Das gab den Ausschlag. Clarisse hatte vertraulich den Taufnamen gebraucht. Rachel kam sich in diesem Augenblick mit ihrer Feigheit ihres Wohltäters unwürdig vor. Die Darstellung, die uns unser Inneres von dem gibt, was wir tun sollen, ist außerordentlich trügerisch und launisch. Rachel kam mit einemmal das Ganze wie ein Scherz vor, ein Spiel, eine Nichtigkeit. Sie würde einen Laden und ein Zimmer haben; wenn sie wollte, konnte sie die Tür dazwischen absperren.
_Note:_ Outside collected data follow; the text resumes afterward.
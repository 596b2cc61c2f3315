//! News sentiment breakdown

use crate::common::math;
use crate::models::{NewsItem, Sentiment, SentimentBreakdown, SentimentShare};

/// Output order of the breakdown, independent of input order.
const BUCKETS: [(Sentiment, &str); 3] = [
    (Sentiment::Positive, "Pos"),
    (Sentiment::Negative, "Neg"),
    (Sentiment::Neutral, "Neu"),
];

/// Calculate the percentage of news items per sentiment label
///
/// Each share is rounded independently, so the total may drift from 100 by
/// a point. No news yields an empty breakdown rather than zero bars.
pub fn compute_sentiment_breakdown(items: &[NewsItem]) -> SentimentBreakdown {
    if items.is_empty() {
        return SentimentBreakdown::default();
    }

    let total = items.len();
    let shares = BUCKETS
        .iter()
        .map(|&(sentiment, label)| {
            let count = items.iter().filter(|n| n.sentiment == sentiment).count();
            SentimentShare {
                label,
                sentiment,
                percent: math::share_percent(count, total),
            }
        })
        .collect();

    SentimentBreakdown { shares }
}
//! Display formatting for dates, prices and chart rows.

use chrono::{Datelike, NaiveDate};

use crate::models::PricePoint;

const INDO_MONTHS: [&str; 12] = [
    "Jan", "Feb", "Mar", "Apr", "Mei", "Jun", "Jul", "Ags", "Sep", "Okt", "Nov", "Des",
];

/// Short Indonesian month name for a zero-based month index (wraps mod 12).
pub fn indo_month(month_index: usize) -> &'static str {
    INDO_MONTHS[month_index % 12]
}

/// `"5 Ags 2024"` style label used on the chart axis.
pub fn format_full_date(date: NaiveDate) -> String {
    format!(
        "{} {} {}",
        date.day(),
        indo_month(date.month0() as usize),
        date.year()
    )
}

/// Two decimals with comma thousands separators, e.g. `1,234.50`.
pub fn format_price(value: f64) -> String {
    let fixed = format!("{:.2}", value.abs());
    let (int_part, frac_part) = fixed.split_once('.').unwrap_or((fixed.as_str(), "00"));

    let mut grouped = String::with_capacity(int_part.len() + int_part.len() / 3);
    for (i, ch) in int_part.chars().enumerate() {
        if i > 0 && (int_part.len() - i) % 3 == 0 {
            grouped.push(',');
        }
        grouped.push(ch);
    }

    let sign = if value < 0.0 && fixed != "0.00" { "-" } else { "" };
    format!("{sign}{grouped}.{frac_part}")
}

/// Ticker shown to users: exchange suffix `.JK` removed.
pub fn display_code(code: &str) -> &str {
    code.strip_suffix(".JK").unwrap_or(code)
}

/// Historical rows first, forecast rows after, each group keeping its order.
pub fn order_history_first(points: &[PricePoint]) -> Vec<PricePoint> {
    let (history, forecast): (Vec<PricePoint>, Vec<PricePoint>) =
        points.iter().copied().partition(|p| !p.is_forecast());
    history.into_iter().chain(forecast).collect()
}
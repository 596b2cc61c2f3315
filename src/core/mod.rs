//! Core application primitives (HTTP server)

pub mod http;

pub use http::*;
//! Test utilities for API server integration tests

use axum_test::TestServer;
use chrono::NaiveDate;
use std::sync::Arc;
use stock_pulse::config::DashboardConfig;
use stock_pulse::core::http::{create_router, AppState};
use stock_pulse::dashboard::DashboardService;
use stock_pulse::metrics::Metrics;
use stock_pulse::services::{FixtureProvider, MarketDataProvider};

/// Test helper for API server integration tests
#[allow(dead_code)]
pub struct TestApiServer {
    pub server: TestServer,
    pub metrics: Arc<Metrics>,
}

impl TestApiServer {
    pub async fn new() -> Self {
        let provider = FixtureProvider::sample(
            &["AAPL", "MSFT", "GOOGL", "AMZN", "TSLA"],
            NaiveDate::from_ymd_opt(2024, 8, 30).unwrap(),
        );
        Self::with_provider(Arc::new(provider))
    }

    pub fn with_provider(provider: Arc<dyn MarketDataProvider>) -> Self {
        let metrics = Arc::new(Metrics::new().expect("metrics initialization"));
        let dashboard = Arc::new(
            DashboardService::new(provider, DashboardConfig::default())
                .with_metrics(metrics.clone()),
        );
        let state = AppState::new(dashboard, metrics.clone());

        let app = create_router(state);
        let server = TestServer::new(app).expect("start test server");

        Self { server, metrics }
    }
}
//! Stock Pulse API Server
//!
//! Serves the stock picker, per-symbol dashboard snapshots and the metrics
//! engine over HTTP.

use chrono::Utc;
use dotenvy::dotenv;
use std::sync::Arc;
use stock_pulse::config::{DashboardConfig, DataSource};
use stock_pulse::core::http::start_server;
use stock_pulse::dashboard::DashboardService;
use stock_pulse::db::PostgresProvider;
use stock_pulse::logging;
use stock_pulse::metrics::Metrics;
use stock_pulse::services::{
    FixtureProvider, MarketDataProvider, SimulatedProvider, SupabaseProvider,
};
use tokio::signal;
use tracing::{error, info};

async fn build_provider(
    config: &DashboardConfig,
) -> Result<Arc<dyn MarketDataProvider>, Box<dyn std::error::Error>> {
    let provider: Arc<dyn MarketDataProvider> = match config.data_source {
        DataSource::Supabase => {
            let url = config
                .supabase_url
                .as_deref()
                .ok_or("SUPABASE_URL must be set for the supabase data source")?;
            let key = config
                .supabase_key
                .as_deref()
                .ok_or("SUPABASE_ANON_KEY must be set for the supabase data source")?;
            Arc::new(SupabaseProvider::new(url, key)?)
        }
        DataSource::Postgres => {
            let url = config
                .database_url
                .as_deref()
                .ok_or("DATABASE_URL must be set for the postgres data source")?;
            Arc::new(PostgresProvider::connect(url).await?)
        }
        DataSource::Fixture => {
            let codes: Vec<&str> = config.companies.iter().map(|c| c.code.as_str()).collect();
            Arc::new(FixtureProvider::sample(&codes, Utc::now().date_naive()))
        }
        DataSource::Simulation => {
            let codes: Vec<&str> = config.companies.iter().map(|c| c.code.as_str()).collect();
            info!(seed = config.simulation_seed, "Generating simulated market data");
            Arc::new(SimulatedProvider::new(
                &codes,
                Utc::now().date_naive(),
                config.simulation_seed,
            ))
        }
    };
    Ok(provider)
}

#[tokio::main]
async fn main() -> Result<(), Box<dyn std::error::Error>> {
    // Load environment variables from .env if present
    dotenv().ok();

    logging::init_logging();

    let config = DashboardConfig::from_env()?;
    let port = config.port;

    let env = stock_pulse::config::get_environment();
    info!("Starting Stock Pulse API Server");
    info!(environment = %env, data_source = ?config.data_source, "Environment");

    let provider = build_provider(&config).await?;
    let metrics = Arc::new(Metrics::new()?);
    let dashboard = Arc::new(DashboardService::new(provider, config).with_metrics(metrics.clone()));

    let server_handle = tokio::spawn(async move {
        if let Err(e) = start_server(port, dashboard, metrics).await {
            error!(error = %e, "HTTP server error");
        }
    });

    info!(port = port, "API server started, waiting for shutdown signal...");
    tokio::select! {
        _ = signal::ctrl_c() => {
            info!("Shutting down API server...");
        }
        _ = server_handle => {
            error!("HTTP server stopped");
        }
    }

    Ok(())
}
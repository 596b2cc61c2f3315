//! Which stock the dashboard is currently showing.

use serde::Serialize;

use crate::models::StockQuote;

/// Current selection: nothing yet, or one symbol.
///
/// An explicit `select` always wins. A market load only fills an empty
/// selection, with the first listed stock.
#[derive(Debug, Clone, Default, PartialEq, Eq, Serialize)]
pub struct SelectionState {
    selected: Option<String>,
}

impl SelectionState {
    pub fn new() -> Self {
        Self::default()
    }

    pub fn current(&self) -> Option<&str> {
        self.selected.as_deref()
    }

    /// User picked a stock.
    pub fn select(&mut self, code: impl Into<String>) {
        self.selected = Some(code.into());
    }

    /// Market list finished loading. Returns `true` if this adopted a
    /// default selection.
    pub fn on_market_loaded(&mut self, quotes: &[StockQuote]) -> bool {
        if self.selected.is_some() {
            return false;
        }
        match quotes.first() {
            Some(first) => {
                self.selected = Some(first.code.clone());
                true
            }
            None => false,
        }
    }
}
Ebenso würde es zwei Ausgänge geben, wie bei den Zimmern auf dem Theater. Der ganze Vorschlag war nur eine Formalität, und es war wirklich übertrieben von ihr, Schwierigkeiten zu machen, wenngleich sie sich grauenhaft vor Moosbrugger fürchtete. Diese Feigheit mußte sie überwinden. Und wie hatte die Dame gesagt? Dann kommt alles das in ihm hervor, was ihrem Wesen entspricht. Wenn er wirklich nicht so furchtbar war, so hatte sie dann doch das, was sie sich früher leidenschaftlich gewünscht hatte.